= YOUR OBJECTIVE =
Would you retype every entry that follows without altering a word?

::::

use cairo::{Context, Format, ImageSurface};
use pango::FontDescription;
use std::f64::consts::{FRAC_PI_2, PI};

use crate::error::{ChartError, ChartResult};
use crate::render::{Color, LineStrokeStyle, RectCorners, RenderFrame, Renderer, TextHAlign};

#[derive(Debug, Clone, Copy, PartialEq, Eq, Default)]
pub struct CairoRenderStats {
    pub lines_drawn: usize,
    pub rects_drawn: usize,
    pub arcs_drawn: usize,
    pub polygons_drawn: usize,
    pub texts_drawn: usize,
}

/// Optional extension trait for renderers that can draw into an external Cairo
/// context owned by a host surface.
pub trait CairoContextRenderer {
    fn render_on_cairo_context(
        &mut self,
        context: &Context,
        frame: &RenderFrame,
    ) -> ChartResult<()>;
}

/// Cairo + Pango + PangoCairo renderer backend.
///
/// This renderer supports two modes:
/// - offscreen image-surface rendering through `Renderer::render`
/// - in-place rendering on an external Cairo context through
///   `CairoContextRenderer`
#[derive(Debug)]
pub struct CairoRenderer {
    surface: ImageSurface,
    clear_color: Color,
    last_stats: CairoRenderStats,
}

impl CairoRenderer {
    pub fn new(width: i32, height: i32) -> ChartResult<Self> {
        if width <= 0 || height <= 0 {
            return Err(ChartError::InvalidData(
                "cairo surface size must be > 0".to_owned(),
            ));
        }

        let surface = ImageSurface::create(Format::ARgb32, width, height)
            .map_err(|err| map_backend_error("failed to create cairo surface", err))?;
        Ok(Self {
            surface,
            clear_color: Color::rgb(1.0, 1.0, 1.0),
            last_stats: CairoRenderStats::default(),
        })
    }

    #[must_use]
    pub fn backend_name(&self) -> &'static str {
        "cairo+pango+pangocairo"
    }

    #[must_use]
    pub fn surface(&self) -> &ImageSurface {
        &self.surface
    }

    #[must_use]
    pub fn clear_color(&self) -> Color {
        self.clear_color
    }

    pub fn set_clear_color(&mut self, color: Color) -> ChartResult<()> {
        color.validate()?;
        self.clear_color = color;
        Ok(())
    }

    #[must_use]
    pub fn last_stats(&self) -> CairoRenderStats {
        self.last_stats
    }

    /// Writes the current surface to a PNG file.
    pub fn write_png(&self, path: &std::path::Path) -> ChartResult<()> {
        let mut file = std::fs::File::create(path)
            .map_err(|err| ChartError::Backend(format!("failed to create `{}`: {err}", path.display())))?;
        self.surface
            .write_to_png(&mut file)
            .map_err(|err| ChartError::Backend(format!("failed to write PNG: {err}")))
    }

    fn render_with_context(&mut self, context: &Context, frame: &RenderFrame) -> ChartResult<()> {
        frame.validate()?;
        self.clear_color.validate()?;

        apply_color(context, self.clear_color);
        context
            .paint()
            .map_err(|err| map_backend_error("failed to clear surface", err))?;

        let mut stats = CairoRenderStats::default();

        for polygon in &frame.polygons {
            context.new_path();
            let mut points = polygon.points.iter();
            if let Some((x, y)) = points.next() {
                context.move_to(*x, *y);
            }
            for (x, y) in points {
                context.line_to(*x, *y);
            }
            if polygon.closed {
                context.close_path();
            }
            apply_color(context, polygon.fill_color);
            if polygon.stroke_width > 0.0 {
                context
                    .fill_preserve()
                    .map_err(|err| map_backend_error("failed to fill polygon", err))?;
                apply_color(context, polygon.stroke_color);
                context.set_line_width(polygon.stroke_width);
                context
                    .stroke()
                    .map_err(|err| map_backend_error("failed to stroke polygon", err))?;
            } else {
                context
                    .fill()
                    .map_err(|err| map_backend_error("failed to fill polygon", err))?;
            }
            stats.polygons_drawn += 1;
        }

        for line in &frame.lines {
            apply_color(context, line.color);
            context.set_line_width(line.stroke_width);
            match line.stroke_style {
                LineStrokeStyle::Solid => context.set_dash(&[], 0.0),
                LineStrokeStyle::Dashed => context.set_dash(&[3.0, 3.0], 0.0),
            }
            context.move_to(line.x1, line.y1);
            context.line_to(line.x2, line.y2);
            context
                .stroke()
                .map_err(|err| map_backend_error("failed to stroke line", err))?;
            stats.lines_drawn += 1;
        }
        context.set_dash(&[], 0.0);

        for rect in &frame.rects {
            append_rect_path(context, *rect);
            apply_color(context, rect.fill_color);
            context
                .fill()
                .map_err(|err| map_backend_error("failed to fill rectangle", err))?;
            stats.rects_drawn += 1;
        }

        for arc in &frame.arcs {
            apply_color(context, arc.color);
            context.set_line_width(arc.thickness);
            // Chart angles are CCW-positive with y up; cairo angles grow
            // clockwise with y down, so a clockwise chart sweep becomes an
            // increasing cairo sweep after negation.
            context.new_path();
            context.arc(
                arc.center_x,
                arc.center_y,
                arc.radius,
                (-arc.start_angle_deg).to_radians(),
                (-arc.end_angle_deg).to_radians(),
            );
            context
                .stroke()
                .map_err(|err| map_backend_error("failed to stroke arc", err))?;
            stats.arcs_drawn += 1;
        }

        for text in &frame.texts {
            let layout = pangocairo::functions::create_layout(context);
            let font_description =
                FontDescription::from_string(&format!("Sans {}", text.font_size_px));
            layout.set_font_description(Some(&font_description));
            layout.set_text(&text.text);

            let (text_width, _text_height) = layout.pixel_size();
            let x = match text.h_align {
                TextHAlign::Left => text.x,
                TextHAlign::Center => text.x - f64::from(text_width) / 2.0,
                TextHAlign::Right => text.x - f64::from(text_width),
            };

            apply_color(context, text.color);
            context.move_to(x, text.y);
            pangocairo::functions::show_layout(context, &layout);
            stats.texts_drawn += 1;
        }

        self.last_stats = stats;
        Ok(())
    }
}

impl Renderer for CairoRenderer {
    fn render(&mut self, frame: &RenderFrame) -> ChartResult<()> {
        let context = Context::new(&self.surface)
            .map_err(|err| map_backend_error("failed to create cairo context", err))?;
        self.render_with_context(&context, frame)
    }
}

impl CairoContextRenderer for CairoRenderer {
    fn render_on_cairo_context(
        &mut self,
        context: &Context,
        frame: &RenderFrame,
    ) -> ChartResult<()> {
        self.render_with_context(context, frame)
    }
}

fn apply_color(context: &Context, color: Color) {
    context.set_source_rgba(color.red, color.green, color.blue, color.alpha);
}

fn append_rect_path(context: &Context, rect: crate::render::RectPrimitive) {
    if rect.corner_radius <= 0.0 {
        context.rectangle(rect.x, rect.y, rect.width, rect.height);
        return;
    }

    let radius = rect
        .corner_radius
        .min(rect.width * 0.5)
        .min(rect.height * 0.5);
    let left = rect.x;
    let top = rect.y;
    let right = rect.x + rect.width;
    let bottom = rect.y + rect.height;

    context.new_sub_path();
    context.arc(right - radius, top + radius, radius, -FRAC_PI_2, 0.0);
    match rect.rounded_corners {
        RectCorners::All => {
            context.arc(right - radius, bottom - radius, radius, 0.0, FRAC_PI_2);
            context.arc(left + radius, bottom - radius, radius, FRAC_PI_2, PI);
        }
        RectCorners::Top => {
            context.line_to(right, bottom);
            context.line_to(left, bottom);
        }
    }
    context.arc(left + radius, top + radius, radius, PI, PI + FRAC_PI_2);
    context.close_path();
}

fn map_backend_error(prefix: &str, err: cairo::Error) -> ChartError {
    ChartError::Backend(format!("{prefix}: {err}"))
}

::::

= REPLY =
use cairo::{Context, Format, ImageSurface};
use pango::FontDescription;
use std::f64::consts::{FRAC_PI_2, PI};

use crate::error::{ChartError, ChartResult};
use crate::render::{Color, LineStrokeStyle, RectCorners, RenderFrame, Renderer, TextHAlign};

#[derive(Debug, Clone, Copy, PartialEq, Eq, Default)]
pub struct CairoRenderStats {
    pub lines_drawn: usize,
    pub rects_drawn: usize,
    pub arcs_drawn: usize,
    pub polygons_drawn: usize,
    pub texts_drawn: usize,
}

/// Optional extension trait for renderers that can draw into an external Cairo
/// context owned by a host surface.
pub trait CairoContextRenderer {
    fn render_on_cairo_context(
        &mut self,
        context: &Context,
        frame: &RenderFrame,
    ) -> ChartResult<()>;
}

/// Cairo + Pango + PangoCairo renderer backend.
///
/// This renderer supports two modes:
/// - offscreen image-surface rendering through `Renderer::render`
/// - in-place rendering on an external Cairo context through
///   `CairoContextRenderer`
#[derive(Debug)]
pub struct CairoRenderer {
    surface: ImageSurface,
    clear_color: Color,
    last_stats: CairoRenderStats,
}

impl CairoRenderer {
    pub fn new(width: i32, height: i32) -> ChartResult<Self> {
        if width <= 0 || height <= 0 {
            return Err(ChartError::InvalidData(
                "cairo surface size must be > 0".to_owned(),
            ));
        }

        let surface = ImageSurface::create(Format::ARgb32, width, height)
            .map_err(|err| map_backend_error("failed to create cairo surface", err))?;
        Ok(Self {
            surface,
            clear_color: Color::rgb(1.0, 1.0, 1.0),
            last_stats: CairoRenderStats::default(),
        })
    }

    #[must_use]
    pub fn backend_name(&self) -> &'static str {
        "cairo+pango+pangocairo"
    }

    #[must_use]
    pub fn surface(&self) -> &ImageSurface {
        &self.surface
    }

    #[must_use]
    pub fn clear_color(&self) -> Color {
        self.clear_color
    }

    pub fn set_clear_color(&mut self, color: Color) -> ChartResult<()> {
        color.validate()?;
        self.clear_color = color;
        Ok(())
    }

    #[must_use]
    pub fn last_stats(&self) -> CairoRenderStats {
        self.last_stats
    }

    /// Writes the current surface to a PNG file.
    pub fn write_png(&self, path: &std::path::Path) -> ChartResult<()> {
        let mut file = std::fs::File::create(path)
            .map_err(|err| ChartError::Backend(format!("failed to create `{}`: {err}", path.display())))?;
        self.surface
            .write_to_png(&mut file)
            .map_err(|err| ChartError::Backend(format!("failed to write PNG: {err}")))
    }

    fn render_with_context(&mut self, context: &Context, frame: &RenderFrame) -> ChartResult<()> {
        frame.validate()?;
        self.clear_color.validate()?;

        apply_color(context, self.clear_color);
        context
            .paint()
            .map_err(|err| map_backend_error("failed to clear surface", err))?;

        let mut stats = CairoRenderStats::default();

        for polygon in &frame.polygons {
            context.new_path();
            let mut points = polygon.points.iter();
            if let Some((x, y)) = points.next() {
                context.move_to(*x, *y);
            }
            for (x, y) in points {
                context.line_to(*x, *y);
            }
            if polygon.closed {
                context.close_path();
            }
            apply_color(context, polygon.fill_color);
            if polygon.stroke_width > 0.0 {
                context
                    .fill_preserve()
                    .map_err(|err| map_backend_error("failed to fill polygon", err))?;
                apply_color(context, polygon.stroke_color);
                context.set_line_width(polygon.stroke_width);
                context
                    .stroke()
                    .map_err(|err| map_backend_error("failed to stroke polygon", err))?;
            } else {
                context
                    .fill()
                    .map_err(|err| map_backend_error("failed to fill polygon", err))?;
            }
            stats.polygons_drawn += 1;
        }

        for line in &frame.lines {
            apply_color(context, line.color);
            context.set_line_width(line.stroke_width);
            match line.stroke_style {
                LineStrokeStyle::Solid => context.set_dash(&[], 0.0),
                LineStrokeStyle::Dashed => context.set_dash(&[3.0, 3.0], 0.0),
            }
            context.move_to(line.x1, line.y1);
            context.line_to(line.x2, line.y2);
            context
                .stroke()
                .map_err(|err| map_backend_error("failed to stroke line", err))?;
            stats.lines_drawn += 1;
        }
        context.set_dash(&[], 0.0);

        for rect in &frame.rects {
            append_rect_path(context, *rect);
            apply_color(context, rect.fill_color);
            context
                .fill()
                .map_err(|err| map_backend_error("failed to fill rectangle", err))?;
            stats.rects_drawn += 1;
        }

        for arc in &frame.arcs {
            apply_color(context, arc.color);
            context.set_line_width(arc.thickness);
            // Chart angles are CCW-positive with y up; cairo angles grow
            // clockwise with y down, so a clockwise chart sweep becomes an
            // increasing cairo sweep after negation.
            context.new_path();
            context.arc(
                arc.center_x,
                arc.center_y,
                arc.radius,
                (-arc.start_angle_deg).to_radians(),
                (-arc.end_angle_deg).to_radians(),
            );
            context
                .stroke()
                .map_err(|err| map_backend_error("failed to stroke arc", err))?;
            stats.arcs_drawn += 1;
        }

        for text in &frame.texts {
            let layout = pangocairo::functions::create_layout(context);
            let font_description =
                FontDescription::from_string(&format!("Sans {}", text.font_size_px));
            layout.set_font_description(Some(&font_description));
            layout.set_text(&text.text);

            let (text_width, _text_height) = layout.pixel_size();
            let x = match text.h_align {
                TextHAlign::Left => text.x,
                TextHAlign::Center => text.x - f64::from(text_width) / 2.0,
                TextHAlign::Right => text.x - f64::from(text_width),
            };

            apply_color(context, text.color);
            context.move_to(x, text.y);
            pangocairo::functions::show_layout(context, &layout);
            stats.texts_drawn += 1;
        }

        self.last_stats = stats;
        Ok(())
    }
}

impl Renderer for CairoRenderer {
    fn render(&mut self, frame: &RenderFrame) -> ChartResult<()> {
        let context = Context::new(&self.surface)
            .map_err(|err| map_backend_error("failed to create cairo context", err))?;
        self.render_with_context(&context, frame)
    }
}

impl CairoContextRenderer for CairoRenderer {
    fn render_on_cairo_context(
        &mut self,
        context: &Context,
        frame: &RenderFrame,
    ) -> ChartResult<()> {
        self.render_with_context(context, frame)
    }
}

fn apply_color(context: &Context, color: Color) {
    context.set_source_rgba(color.red, color.green, color.blue, color.alpha);
}

fn append_rect_path(context: &Context, rect: crate::render::RectPrimitive) {
    if rect.corner_radius <= 0.0 {
        context.rectangle(rect.x, rect.y, rect.width, rect.height);
        return;
    }

    let radius = rect
        .corner_radius
        .min(rect.width * 0.5)
        .min(rect.height * 0.5);
    let left = rect.x;
    let top = rect.y;
    let right = rect.x + rect.width;
    let bottom = rect.y + rect.height;

    context.new_sub_path();
    context.arc(right - radius, top + radius, radius, -FRAC_PI_2, 0.0);
    match rect.rounded_corners {
        RectCorners::All => {
            context.arc(right - radius, bottom - radius, radius, 0.0, FRAC_PI_2);
            context.arc(left + radius, bottom - radius, radius, FRAC_PI_2, PI);
        }
        RectCorners::Top => {
            context.line_to(right, bottom);
            context.line_to(left, bottom);
        }
    }
    context.arc(left + radius, top + radius, radius, PI, PI + FRAC_PI_2);
    context.close_path();
}

fn map_backend_error(prefix: &str, err: cairo::Error) -> ChartError {
    ChartError::Backend(format!("{prefix}: {err}"))
}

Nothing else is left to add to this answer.